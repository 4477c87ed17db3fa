use fixmatch_rs::prelude::*;
use rust_decimal::Decimal;

fn add_limit(stack: &OrderStack, id: u64, side: Side, quantity: i64, price: i64) {
    let quantity = Decimal::from(quantity);
    stack
        .add_order(Order::restore(
            OrderId(id),
            OrderType::Limit,
            stack.contract().clone(),
            side,
            Decimal::from(price),
            quantity,
            quantity,
            1_700_000_000_000 + id,
            format!("cl-{id}"),
            TradingAccount::named("ACCT"),
        ))
        .unwrap();
}

#[cfg(test)]
mod tests {
    use super::*;

    #[test]
    fn test_snapshot_json_round_trip() {
        let stack = OrderStack::new(Contract::new("GOLD"));
        add_limit(&stack, 1, Side::Bid, 20, 10);
        add_limit(&stack, 2, Side::Bid, 10, 9);
        add_limit(&stack, 3, Side::Ask, 15, 11);

        let snapshot = stack.snapshot();
        let json = snapshot.to_json().unwrap();
        let decoded = BookSnapshot::from_json(&json).unwrap();
        assert_eq!(decoded, snapshot);
    }

    #[test]
    fn test_snapshot_replays_into_an_equal_book() {
        let stack = OrderStack::new(Contract::new("GOLD"));
        add_limit(&stack, 1, Side::Bid, 20, 10);
        add_limit(&stack, 2, Side::Ask, 15, 11);

        let replayed = OrderStack::new(Contract::new("GOLD"));
        for order in stack.snapshot().to_orders() {
            replayed.add_order(order).unwrap();
        }

        assert_eq!(replayed.order_count(), 2);
        assert_eq!(replayed.best_price(Side::Bid), Some(Decimal::from(10)));
        assert_eq!(replayed.best_price(Side::Ask), Some(Decimal::from(11)));

        let original = stack.snapshot();
        assert_eq!(replayed.snapshot(), original);
    }

    #[test]
    fn test_invalid_json_is_a_serialization_error() {
        let err = BookSnapshot::from_json("not json").unwrap_err();
        assert!(matches!(err, OrderBookError::SerializationError { .. }));
    }
}
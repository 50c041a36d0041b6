mod directory_ldap;

pub use directory_ldap::*;
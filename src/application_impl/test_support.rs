//! In-memory collaborators for resolver tests.

use crate::domain_model::{DirectoryQueries, IdentityRecord, QueryTemplate};
use crate::domain_port::{Directory, DirectoryConnection, DirectoryEntry, DirectoryError};
use std::collections::{HashMap, HashSet};
use std::sync::atomic::{AtomicBool, AtomicUsize, Ordering};
use std::sync::{Arc, Mutex};

pub const USER_BASE: &str = "ou=people,dc=example,dc=org";
pub const GROUP_BASE: &str = "ou=groups,dc=example,dc=org";
pub const USER_FILTER_ALICE: &str = "(&(objectClass=person)(uid=alice))";
pub const USER_FILTER_BOB: &str = "(&(objectClass=person)(uid=bob))";
pub const GROUP_FILTER_ALICE: &str = "(&(objectClass=groupOfNames)(memberUid=alice))";

pub fn queries() -> DirectoryQueries {
    DirectoryQueries {
        user: QueryTemplate::new(USER_BASE, "(&(objectClass=person)(uid=%s))"),
        groups: QueryTemplate::new(GROUP_BASE, "(&(objectClass=groupOfNames)(memberUid=%s))"),
    }
}

pub fn person(uid: &str) -> DirectoryEntry {
    person_without_mail(uid).with("mail", format!("{uid}@example.org"))
}

pub fn person_without_mail(uid: &str) -> DirectoryEntry {
    let mut cn = uid.to_string();
    if let Some(first) = cn.get_mut(0..1) {
        first.make_ascii_uppercase();
    }
    DirectoryEntry::new(format!("uid={uid},{USER_BASE}"))
        .with("cn", format!("{cn} Example"))
        .with("uid", uid)
}

pub fn group(cn: &str) -> DirectoryEntry {
    DirectoryEntry::new(format!("cn={cn},{GROUP_BASE}")).with("cn", cn)
}

pub fn record(uid: &str) -> IdentityRecord {
    IdentityRecord::new(
        format!("{uid} cached"),
        uid.to_string(),
        format!("{uid}@example.org"),
        vec!["staff".to_string()],
    )
}

#[derive(Debug, Clone, PartialEq, Eq)]
pub struct SearchCall {
    pub base: String,
    pub filter: String,
    pub attributes: Vec<String>,
}

#[derive(Default)]
struct StubState {
    results: Mutex<HashMap<String, Vec<DirectoryEntry>>>,
    failing: Mutex<HashSet<String>>,
    searches: Mutex<Vec<SearchCall>>,
    opens: AtomicUsize,
    closes: AtomicUsize,
    refuse_open: AtomicBool,
    fail_close: AtomicBool,
}

/// Directory answering by exact filter string and counting every call.
#[derive(Clone, Default)]
pub struct StubDirectory {
    state: Arc<StubState>,
}

impl StubDirectory {
    pub fn respond(&self, filter: &str, entries: Vec<DirectoryEntry>) {
        self.state
            .results
            .lock()
            .unwrap()
            .insert(filter.to_string(), entries);
    }

    pub fn fail(&self, filter: &str) {
        self.state.failing.lock().unwrap().insert(filter.to_string());
    }

    pub fn refuse_connections(&self) {
        self.state.refuse_open.store(true, Ordering::SeqCst);
    }

    pub fn fail_close(&self) {
        self.state.fail_close.store(true, Ordering::SeqCst);
    }

    pub fn searches(&self) -> Vec<SearchCall> {
        self.state.searches.lock().unwrap().clone()
    }

    pub fn search_count(&self) -> usize {
        self.state.searches.lock().unwrap().len()
    }

    pub fn open_count(&self) -> usize {
        self.state.opens.load(Ordering::SeqCst)
    }

    pub fn close_count(&self) -> usize {
        self.state.closes.load(Ordering::SeqCst)
    }
}

#[async_trait::async_trait]
impl Directory for StubDirectory {
    async fn open(&self) -> Result<Box<dyn DirectoryConnection>, DirectoryError> {
        if self.state.refuse_open.load(Ordering::SeqCst) {
            return Err(DirectoryError::Connect("connection refused".to_string()));
        }
        self.state.opens.fetch_add(1, Ordering::SeqCst);
        Ok(Box::new(StubConnection {
            state: self.state.clone(),
        }))
    }
}

struct StubConnection {
    state: Arc<StubState>,
}

#[async_trait::async_trait]
impl DirectoryConnection for StubConnection {
    async fn search(
        &mut self,
        base: &str,
        filter: &str,
        attributes: &[&str],
    ) -> Result<Vec<DirectoryEntry>, DirectoryError> {
        self.state.searches.lock().unwrap().push(SearchCall {
            base: base.to_string(),
            filter: filter.to_string(),
            attributes: attributes.iter().map(|a| a.to_string()).collect(),
        });
        if self.state.failing.lock().unwrap().contains(filter) {
            return Err(DirectoryError::Search("server is unwilling to perform".to_string()));
        }
        let results = self.state.results.lock().unwrap();
        Ok(results.get(filter).cloned().unwrap_or_default())
    }

    async fn close(&mut self) -> Result<(), DirectoryError> {
        self.state.closes.fetch_add(1, Ordering::SeqCst);
        if self.state.fail_close.load(Ordering::SeqCst) {
            return Err(DirectoryError::Close("connection reset".to_string()));
        }
        Ok(())
    }
}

# # # #

* **Action item**: Taking the records from the top, repeat each line exactly until you have repeated the line that contains "#[cfg(test)]".

* **Your solution**:
repository 4477c87ed17db3fa
use fixmatch_rs::prelude::*;
use rust_decimal::Decimal;

fn add_limit(stack: &OrderStack, id: u64, side: Side, quantity: i64, price: i64) {
    let quantity = Decimal::from(quantity);
    stack
        .add_order(Order::restore(
            OrderId(id),
            OrderType::Limit,
            stack.contract().clone(),
            side,
            Decimal::from(price),
            quantity,
            quantity,
            1_700_000_000_000 + id,
            format!("cl-{id}"),
            TradingAccount::named("ACCT"),
        ))
        .unwrap();
}

#[cfg(test)]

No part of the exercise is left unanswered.